Spargelsuppe mit Kase (Cream of White Asparagus Soup with Blue Cheese)
The classic cream of asparagus soup with a twist: Cambozola cheese, a combination of French soft cheese and Gorgonzola. The cheese makes this soup especially creamy.
Preparation Time
25 mins
Cooking Time
31 mins
Total Time
56 mins
Calories
367 Calories
Recipe Instructions
Step 1
Peel asparagus spears with a vegetable peeler from top to bottom, starting below the tips. Trim off any woody ends and chop asparagus spears, leaving the tips intact.
Step 2
Bring a large pot of water to a boil. Add asparagus pieces, 1 tablespoon butter, sugar, and salt. Reduce heat; simmer until asparagus is tender and easily pierced with a knife, 15 to 25 minutes.

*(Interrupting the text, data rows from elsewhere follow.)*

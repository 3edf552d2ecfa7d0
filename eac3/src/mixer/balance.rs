//! Layer, plane and column balancing over cube-warped speaker positions.
//!
//! The layout is split into horizontal layers by height, each layer into
//! planes by depth and each plane into columns by width. A source is placed
//! between the two neighbours it falls between on every axis; a missing
//! neighbour is substituted by the existing one. Energy shares multiply
//! across the axes, so the squared gains always sum to one.

use std::sync::Arc;

use crate::mixer::layout::SpeakerLayout;
use crate::mixer::{SpatialMixer, route_lfe, size_split};
use crate::render::AudioObject;
use crate::render::vector::Vec3;

const EPSILON: f32 = 1e-3;

#[derive(Debug)]
struct Plane {
    keys: Vec<f32>,
    columns: Vec<Vec<usize>>,
}

#[derive(Debug)]
struct Layer {
    keys: Vec<f32>,
    planes: Vec<Plane>,
}

#[derive(Debug)]
pub struct BalanceMixer {
    layout: Arc<SpeakerLayout>,
    lfe_separation: bool,
    layer_keys: Vec<f32>,
    layers: Vec<Layer>,
    directional: Vec<usize>,
    energy: Vec<f32>,
    gains: Vec<f32>,
}

/// Groups items by key in ascending order, merging keys closer than [`EPSILON`].
fn group<T>(mut items: Vec<(f32, T)>) -> (Vec<f32>, Vec<Vec<T>>) {
    items.sort_by(|a, b| a.0.total_cmp(&b.0));

    let mut keys: Vec<f32> = Vec::new();
    let mut groups: Vec<Vec<T>> = Vec::new();
    for (key, item) in items {
        match (keys.last(), groups.last_mut()) {
            (Some(&last), Some(members)) if (key - last).abs() < EPSILON => members.push(item),
            _ => {
                keys.push(key);
                groups.push(vec![item]);
            }
        }
    }

    (keys, groups)
}

/// Neighbouring keys around `value` and the share of the upper one.
fn straddle(keys: &[f32], value: f32) -> (usize, usize, f32) {
    let below = keys.iter().rposition(|&k| k <= value + EPSILON);
    let above = keys.iter().position(|&k| k >= value - EPSILON);

    match (below, above) {
        (Some(lo), Some(hi)) if lo < hi => {
            let t = (value - keys[lo]) / (keys[hi] - keys[lo]);
            (lo, hi, t.clamp(0.0, 1.0))
        }
        (Some(i), _) | (None, Some(i)) => (i, i, 0.0),
        (None, None) => (0, 0, 0.0),
    }
}

impl BalanceMixer {
    pub fn new(layout: Arc<SpeakerLayout>, lfe_separation: bool) -> Self {
        let directional = layout
            .channels()
            .iter()
            .enumerate()
            .filter(|(_, channel)| !channel.lfe)
            .map(|(i, _)| i)
            .collect::<Vec<_>>();

        let position = |i: usize| layout.channels()[i].cubical;

        let (layer_keys, layer_members) =
            group(directional.iter().map(|&i| (position(i).y, i)).collect());

        let layers = layer_members
            .into_iter()
            .map(|members| {
                let (keys, plane_members) =
                    group(members.into_iter().map(|i| (position(i).z, i)).collect());
                let planes = plane_members
                    .into_iter()
                    .map(|members| {
                        let (keys, columns) =
                            group(members.into_iter().map(|i| (position(i).x, i)).collect());
                        Plane { keys, columns }
                    })
                    .collect();
                Layer { keys, planes }
            })
            .collect();

        let channels = layout.len();
        Self {
            layout,
            lfe_separation,
            layer_keys,
            layers,
            directional,
            energy: vec![0.0; channels],
            gains: Vec::with_capacity(channels),
        }
    }

    /// Distributes unit energy over the channels surrounding `direction`.
    fn balance(&mut self, direction: Vec3) {
        let d = direction.clamp(-1.0, 1.0);
        self.energy.fill(0.0);

        let (lo, hi, t) = straddle(&self.layer_keys, d.y);
        for (layer, layer_share) in [(lo, 1.0 - t), (hi, t)] {
            if layer_share <= 0.0 {
                continue;
            }
            let layer = &self.layers[layer];

            let (back, front, t) = straddle(&layer.keys, d.z);
            for (plane, plane_share) in [(back, 1.0 - t), (front, t)] {
                if plane_share <= 0.0 {
                    continue;
                }
                let plane = &layer.planes[plane];

                let (left, right, t) = straddle(&plane.keys, d.x);
                for (column, column_share) in [(left, 1.0 - t), (right, t)] {
                    if column_share <= 0.0 {
                        continue;
                    }
                    let column = &plane.columns[column];

                    let share = layer_share * plane_share * column_share / column.len() as f32;
                    for &channel in column {
                        self.energy[channel] += share;
                    }
                }
            }
        }
    }
}

impl SpatialMixer for BalanceMixer {
    fn layout(&self) -> &SpeakerLayout {
        &self.layout
    }

    fn gains(&mut self, source: &AudioObject, direction: Vec3, gain: f32) -> &[f32] {
        let lfe_only = route_lfe(
            &self.layout,
            source.lfe,
            self.lfe_separation,
            gain,
            &mut self.gains,
        );
        if lfe_only || self.layers.is_empty() || !direction.length().is_finite() {
            return &self.gains;
        }

        let (directional_gain, size) = size_split(source.size, gain);
        self.balance(direction);
        for (g, energy) in self.gains.iter_mut().zip(&self.energy) {
            *g += directional_gain * energy.sqrt();
        }

        // Size is spread as alternating polarity over every non-LFE channel.
        if size > 0.0 {
            let diffuse = gain * (size / self.directional.len() as f32).sqrt();
            for (n, &channel) in self.directional.iter().enumerate() {
                let sign = if n % 2 == 0 { 1.0 } else { -1.0 };
                self.gains[channel] += sign * diffuse;
            }
        }

        &self.gains
    }
}

#[cfg(test)]
mod tests {
    use anyhow::Result;

    use super::*;
    use crate::mixer::layout::{ChannelConfig, LayoutConfig};

    fn mixer(config: &LayoutConfig) -> Result<BalanceMixer> {
        Ok(BalanceMixer::new(
            Arc::new(SpeakerLayout::from_config(config)?),
            true,
        ))
    }

    fn quad() -> LayoutConfig {
        let channel = |name: &str, azimuth| ChannelConfig {
            name: name.to_string(),
            azimuth,
            elevation: 0.0,
            lfe: false,
        };

        LayoutConfig {
            channels: vec![
                channel("FL", -45.0),
                channel("FR", 45.0),
                channel("BL", -135.0),
                channel("BR", 135.0),
            ],
        }
    }

    #[test]
    fn center_source_is_symmetric() -> Result<()> {
        let mut mixer = mixer(&quad())?;
        let gains = mixer.gains(&AudioObject::default(), Vec3::ZERO, 1.0);

        for &g in gains {
            assert!((g - 0.5).abs() < 1e-6, "{gains:?}");
        }

        Ok(())
    }

    #[test]
    fn power_is_preserved() -> Result<()> {
        let mut mixer = mixer(&LayoutConfig::preset("7.1.4")?)?;

        for direction in [
            Vec3::new(0.3, 0.2, 0.9),
            Vec3::new(-1.0, 0.0, -1.0),
            Vec3::new(0.0, 1.0, 0.0),
            Vec3::new(0.7, -0.4, -0.1),
            Vec3::new(2.0, 2.0, 2.0),
        ] {
            let gains = mixer.gains(&AudioObject::default(), direction, 1.0);
            let power = gains.iter().map(|g| g * g).sum::<f32>();
            assert!((power - 1.0).abs() < 1e-4, "{direction:?}: {power}");
        }

        Ok(())
    }

    #[test]
    fn speaker_position_hits_single_channel() -> Result<()> {
        let mut mixer = mixer(&LayoutConfig::preset("5.1")?)?;
        let gains = mixer.gains(&AudioObject::default(), Vec3::new(0.0, 0.0, 1.0), 0.8);

        assert!((gains[2] - 0.8).abs() < 1e-6);
        assert_eq!(gains.iter().filter(|&&g| g != 0.0).count(), 1);

        Ok(())
    }

    #[test]
    fn lone_layer_plane_is_substituted() -> Result<()> {
        // The height layer of 5.1.2 only has a middle plane
        let mut mixer = mixer(&LayoutConfig::preset("5.1.2")?)?;
        let gains = mixer.gains(&AudioObject::default(), Vec3::new(0.0, 1.0, 1.0), 1.0);

        let half = 0.5f32.sqrt();
        assert!((gains[6] - half).abs() < 1e-6);
        assert!((gains[7] - half).abs() < 1e-6);
        assert!(gains[..6].iter().all(|&g| g == 0.0));

        Ok(())
    }

    #[test]
    fn size_spreads_alternating_energy() -> Result<()> {
        let mut mixer = mixer(&quad())?;
        let source = AudioObject {
            size: 1.0,
            ..Default::default()
        };
        let gains = mixer.gains(&source, Vec3::new(-1.0, 0.0, 1.0), 1.0);

        assert!((gains[0] - 0.5).abs() < 1e-6);
        assert!((gains[1] + 0.5).abs() < 1e-6);
        assert!((gains[2] - 0.5).abs() < 1e-6);
        assert!((gains[3] + 0.5).abs() < 1e-6);

        Ok(())
    }
}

Drain, reserving 2 cups cooking liquid.
Step 3
Melt remaining 3 tablespoons butter in the pot. Cook shallots, stirring often, until translucent, about 5 minutes. Stir in flour until shallots are evenly coated. Whisk in reserved cooking liquid and white wine until soup is thick and smooth, about 5 minutes. Stir in Cambozola cheese until melted, about 1 minute.
Step 4
Stir asparagus pieces, except for the tips, into the sauce. Add all but 2 teaspoons chervil leaves. Puree soup with an immersion blender until smooth. Season with salt and pepper.
Step 5
Beat heavy cream in a bowl with an electric mixer until stiff peaks form. Stir cream into the soup. Garnish soup with reserved asparagus tips and 2 teaspoon chervil leaves.